→ **Task item**:
Below are the records; pull every line that includes "storefront".

[Saved data entries]
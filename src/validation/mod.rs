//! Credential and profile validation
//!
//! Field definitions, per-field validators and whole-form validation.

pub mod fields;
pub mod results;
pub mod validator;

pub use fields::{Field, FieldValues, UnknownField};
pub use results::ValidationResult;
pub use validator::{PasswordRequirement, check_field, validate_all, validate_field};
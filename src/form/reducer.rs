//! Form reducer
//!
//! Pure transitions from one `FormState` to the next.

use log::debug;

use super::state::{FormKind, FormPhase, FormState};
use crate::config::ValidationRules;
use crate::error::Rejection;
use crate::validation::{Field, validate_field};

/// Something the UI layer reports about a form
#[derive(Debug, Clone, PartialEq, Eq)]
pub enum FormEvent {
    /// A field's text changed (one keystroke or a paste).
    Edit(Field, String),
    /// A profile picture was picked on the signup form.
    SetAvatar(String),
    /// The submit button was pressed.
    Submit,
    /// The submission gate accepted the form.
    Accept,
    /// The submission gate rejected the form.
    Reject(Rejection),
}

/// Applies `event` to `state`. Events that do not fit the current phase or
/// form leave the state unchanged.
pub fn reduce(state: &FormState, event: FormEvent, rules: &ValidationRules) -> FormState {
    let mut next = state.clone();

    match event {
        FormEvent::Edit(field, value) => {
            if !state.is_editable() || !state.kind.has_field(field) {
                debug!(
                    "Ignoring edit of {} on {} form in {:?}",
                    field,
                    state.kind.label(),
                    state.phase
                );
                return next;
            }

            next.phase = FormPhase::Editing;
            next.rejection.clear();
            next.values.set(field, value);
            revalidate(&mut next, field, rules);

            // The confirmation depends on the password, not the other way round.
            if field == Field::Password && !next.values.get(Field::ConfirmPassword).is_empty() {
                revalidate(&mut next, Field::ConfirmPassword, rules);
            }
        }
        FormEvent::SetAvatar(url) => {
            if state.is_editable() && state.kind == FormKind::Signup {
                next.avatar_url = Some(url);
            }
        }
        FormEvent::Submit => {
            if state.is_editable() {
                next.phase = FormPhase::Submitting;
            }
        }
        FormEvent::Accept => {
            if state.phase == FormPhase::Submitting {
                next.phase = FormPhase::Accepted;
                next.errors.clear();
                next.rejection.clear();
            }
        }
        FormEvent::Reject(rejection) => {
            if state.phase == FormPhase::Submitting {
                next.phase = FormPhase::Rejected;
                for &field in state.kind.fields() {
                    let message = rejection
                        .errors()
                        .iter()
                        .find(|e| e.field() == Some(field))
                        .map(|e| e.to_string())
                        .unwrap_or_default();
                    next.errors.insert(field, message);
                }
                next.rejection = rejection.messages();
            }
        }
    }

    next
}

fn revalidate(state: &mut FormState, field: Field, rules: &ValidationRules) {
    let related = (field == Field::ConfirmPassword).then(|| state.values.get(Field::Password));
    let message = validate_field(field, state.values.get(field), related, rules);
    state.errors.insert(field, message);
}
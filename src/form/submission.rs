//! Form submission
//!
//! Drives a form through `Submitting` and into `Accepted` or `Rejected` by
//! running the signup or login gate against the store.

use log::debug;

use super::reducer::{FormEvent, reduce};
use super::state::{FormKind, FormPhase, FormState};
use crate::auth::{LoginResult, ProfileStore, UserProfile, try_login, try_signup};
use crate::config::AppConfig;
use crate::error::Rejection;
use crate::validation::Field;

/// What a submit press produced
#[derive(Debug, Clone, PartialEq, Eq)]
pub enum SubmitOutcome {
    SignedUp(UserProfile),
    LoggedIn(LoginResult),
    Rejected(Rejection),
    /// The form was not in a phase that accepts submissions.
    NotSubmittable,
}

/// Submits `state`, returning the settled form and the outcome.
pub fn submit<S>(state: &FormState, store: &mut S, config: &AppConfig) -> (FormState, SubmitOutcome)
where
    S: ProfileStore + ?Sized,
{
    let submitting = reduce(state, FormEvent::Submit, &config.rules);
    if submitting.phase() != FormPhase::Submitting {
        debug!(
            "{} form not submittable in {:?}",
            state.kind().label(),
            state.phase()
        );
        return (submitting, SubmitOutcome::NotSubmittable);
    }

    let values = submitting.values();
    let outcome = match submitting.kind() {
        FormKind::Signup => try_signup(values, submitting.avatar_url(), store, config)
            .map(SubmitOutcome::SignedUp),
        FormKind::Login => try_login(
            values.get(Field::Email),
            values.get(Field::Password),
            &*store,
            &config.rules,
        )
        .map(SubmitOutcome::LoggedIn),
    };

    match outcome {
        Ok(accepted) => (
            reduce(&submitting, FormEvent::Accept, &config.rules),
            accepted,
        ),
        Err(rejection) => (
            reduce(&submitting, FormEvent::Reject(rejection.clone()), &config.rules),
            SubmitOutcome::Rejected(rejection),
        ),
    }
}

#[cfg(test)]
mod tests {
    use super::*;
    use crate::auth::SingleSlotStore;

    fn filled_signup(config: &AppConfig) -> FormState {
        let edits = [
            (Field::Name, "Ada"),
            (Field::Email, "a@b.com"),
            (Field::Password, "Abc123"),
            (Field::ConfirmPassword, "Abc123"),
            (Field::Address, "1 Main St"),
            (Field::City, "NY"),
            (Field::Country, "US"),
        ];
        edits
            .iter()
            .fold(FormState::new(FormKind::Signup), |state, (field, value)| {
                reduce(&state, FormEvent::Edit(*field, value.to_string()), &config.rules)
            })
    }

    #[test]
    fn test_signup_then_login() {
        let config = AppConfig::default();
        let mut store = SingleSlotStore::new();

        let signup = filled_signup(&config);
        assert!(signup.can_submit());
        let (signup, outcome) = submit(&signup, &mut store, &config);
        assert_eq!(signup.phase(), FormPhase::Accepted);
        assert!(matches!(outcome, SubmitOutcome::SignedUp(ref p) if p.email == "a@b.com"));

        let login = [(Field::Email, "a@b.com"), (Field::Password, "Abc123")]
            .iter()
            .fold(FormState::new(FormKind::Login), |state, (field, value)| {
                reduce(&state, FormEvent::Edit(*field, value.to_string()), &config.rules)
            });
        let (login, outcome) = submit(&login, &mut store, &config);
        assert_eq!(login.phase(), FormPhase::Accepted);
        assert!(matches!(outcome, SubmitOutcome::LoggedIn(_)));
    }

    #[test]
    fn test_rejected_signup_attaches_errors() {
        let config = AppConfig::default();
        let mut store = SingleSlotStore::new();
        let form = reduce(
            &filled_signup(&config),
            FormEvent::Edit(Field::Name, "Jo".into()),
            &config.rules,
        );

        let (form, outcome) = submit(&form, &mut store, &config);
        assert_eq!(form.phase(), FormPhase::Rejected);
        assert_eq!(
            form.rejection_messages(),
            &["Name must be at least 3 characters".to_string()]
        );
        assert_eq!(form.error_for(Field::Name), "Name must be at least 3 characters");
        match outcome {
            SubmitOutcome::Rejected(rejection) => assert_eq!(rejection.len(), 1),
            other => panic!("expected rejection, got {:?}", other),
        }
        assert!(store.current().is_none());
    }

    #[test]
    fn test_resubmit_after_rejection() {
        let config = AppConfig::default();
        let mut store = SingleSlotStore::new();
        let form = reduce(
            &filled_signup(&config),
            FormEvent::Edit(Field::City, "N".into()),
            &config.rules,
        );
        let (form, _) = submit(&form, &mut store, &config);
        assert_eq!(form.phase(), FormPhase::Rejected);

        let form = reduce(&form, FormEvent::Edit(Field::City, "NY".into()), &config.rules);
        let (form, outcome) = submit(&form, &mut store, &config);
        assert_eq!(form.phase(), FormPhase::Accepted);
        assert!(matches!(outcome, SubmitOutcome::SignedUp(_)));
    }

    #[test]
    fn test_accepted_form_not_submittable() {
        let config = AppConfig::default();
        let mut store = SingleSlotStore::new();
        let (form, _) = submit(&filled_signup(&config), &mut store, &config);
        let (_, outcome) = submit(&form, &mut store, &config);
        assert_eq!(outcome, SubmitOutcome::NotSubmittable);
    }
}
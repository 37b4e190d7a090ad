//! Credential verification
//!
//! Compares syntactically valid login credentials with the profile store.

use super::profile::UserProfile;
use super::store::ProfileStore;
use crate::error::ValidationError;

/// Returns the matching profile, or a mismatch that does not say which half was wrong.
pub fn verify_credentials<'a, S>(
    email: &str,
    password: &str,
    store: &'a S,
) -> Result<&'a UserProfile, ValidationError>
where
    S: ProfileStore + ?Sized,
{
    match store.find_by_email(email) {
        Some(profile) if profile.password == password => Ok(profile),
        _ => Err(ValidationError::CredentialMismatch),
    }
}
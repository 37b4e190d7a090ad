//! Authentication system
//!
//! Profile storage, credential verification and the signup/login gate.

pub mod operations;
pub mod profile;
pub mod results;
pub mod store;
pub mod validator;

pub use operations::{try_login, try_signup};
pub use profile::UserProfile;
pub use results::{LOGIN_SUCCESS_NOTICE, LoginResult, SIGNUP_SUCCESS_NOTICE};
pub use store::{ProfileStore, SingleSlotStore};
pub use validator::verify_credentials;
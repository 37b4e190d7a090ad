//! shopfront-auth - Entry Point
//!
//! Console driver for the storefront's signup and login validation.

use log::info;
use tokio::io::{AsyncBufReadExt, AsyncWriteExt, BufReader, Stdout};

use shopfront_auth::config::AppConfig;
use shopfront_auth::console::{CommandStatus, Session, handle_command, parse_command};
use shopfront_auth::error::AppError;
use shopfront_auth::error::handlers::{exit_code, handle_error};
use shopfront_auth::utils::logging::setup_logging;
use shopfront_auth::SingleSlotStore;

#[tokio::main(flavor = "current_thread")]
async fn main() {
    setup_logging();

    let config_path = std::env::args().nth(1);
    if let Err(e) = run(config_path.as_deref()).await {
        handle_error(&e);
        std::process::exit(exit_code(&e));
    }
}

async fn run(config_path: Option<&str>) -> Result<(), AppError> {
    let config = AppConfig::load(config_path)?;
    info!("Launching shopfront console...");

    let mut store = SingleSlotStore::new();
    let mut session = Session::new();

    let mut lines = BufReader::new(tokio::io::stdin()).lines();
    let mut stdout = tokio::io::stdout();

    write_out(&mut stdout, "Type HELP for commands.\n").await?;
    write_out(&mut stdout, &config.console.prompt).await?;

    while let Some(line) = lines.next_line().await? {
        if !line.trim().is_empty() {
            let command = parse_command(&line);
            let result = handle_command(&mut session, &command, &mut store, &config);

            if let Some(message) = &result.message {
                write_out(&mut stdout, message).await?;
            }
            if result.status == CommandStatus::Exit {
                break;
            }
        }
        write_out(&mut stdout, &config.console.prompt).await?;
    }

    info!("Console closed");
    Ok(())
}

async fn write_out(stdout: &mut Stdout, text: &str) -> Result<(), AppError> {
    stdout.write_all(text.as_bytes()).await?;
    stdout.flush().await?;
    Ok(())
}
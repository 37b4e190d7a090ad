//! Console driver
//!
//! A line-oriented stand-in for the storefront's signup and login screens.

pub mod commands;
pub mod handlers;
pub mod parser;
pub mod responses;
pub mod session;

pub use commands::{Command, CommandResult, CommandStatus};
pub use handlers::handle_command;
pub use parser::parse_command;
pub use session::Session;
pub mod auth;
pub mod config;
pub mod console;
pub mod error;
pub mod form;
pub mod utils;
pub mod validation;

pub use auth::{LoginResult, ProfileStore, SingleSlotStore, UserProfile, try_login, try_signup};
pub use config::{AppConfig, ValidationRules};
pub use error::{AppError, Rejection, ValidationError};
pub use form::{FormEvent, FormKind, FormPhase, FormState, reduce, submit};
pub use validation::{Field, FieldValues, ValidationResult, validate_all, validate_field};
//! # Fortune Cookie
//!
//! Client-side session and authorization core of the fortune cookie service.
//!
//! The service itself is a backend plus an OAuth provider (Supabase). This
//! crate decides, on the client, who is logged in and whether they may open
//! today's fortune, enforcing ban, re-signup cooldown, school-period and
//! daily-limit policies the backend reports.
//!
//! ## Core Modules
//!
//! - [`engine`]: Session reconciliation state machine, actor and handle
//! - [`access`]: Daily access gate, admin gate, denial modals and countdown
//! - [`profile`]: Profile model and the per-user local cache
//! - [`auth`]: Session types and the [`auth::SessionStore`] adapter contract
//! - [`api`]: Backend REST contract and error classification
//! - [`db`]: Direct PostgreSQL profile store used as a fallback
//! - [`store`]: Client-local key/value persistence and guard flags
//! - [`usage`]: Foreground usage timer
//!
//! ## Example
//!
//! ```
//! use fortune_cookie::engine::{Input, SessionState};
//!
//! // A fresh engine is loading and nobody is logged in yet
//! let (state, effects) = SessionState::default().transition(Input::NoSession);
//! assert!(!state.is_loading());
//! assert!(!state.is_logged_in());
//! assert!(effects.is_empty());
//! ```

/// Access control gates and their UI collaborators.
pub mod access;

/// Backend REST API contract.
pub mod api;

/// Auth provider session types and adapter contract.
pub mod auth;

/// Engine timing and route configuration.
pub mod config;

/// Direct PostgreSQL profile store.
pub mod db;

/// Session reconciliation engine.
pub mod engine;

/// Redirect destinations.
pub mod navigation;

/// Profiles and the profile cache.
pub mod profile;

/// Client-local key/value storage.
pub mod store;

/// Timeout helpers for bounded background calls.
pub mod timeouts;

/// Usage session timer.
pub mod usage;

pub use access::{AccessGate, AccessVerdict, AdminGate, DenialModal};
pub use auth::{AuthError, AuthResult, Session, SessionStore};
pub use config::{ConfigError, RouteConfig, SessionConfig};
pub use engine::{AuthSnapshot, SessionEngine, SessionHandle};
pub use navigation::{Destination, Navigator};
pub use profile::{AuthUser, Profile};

→ **Solution to this problem**:
//! Console driver for the storefront's signup and login validation.
//! A line-oriented stand-in for the storefront's signup and login screens.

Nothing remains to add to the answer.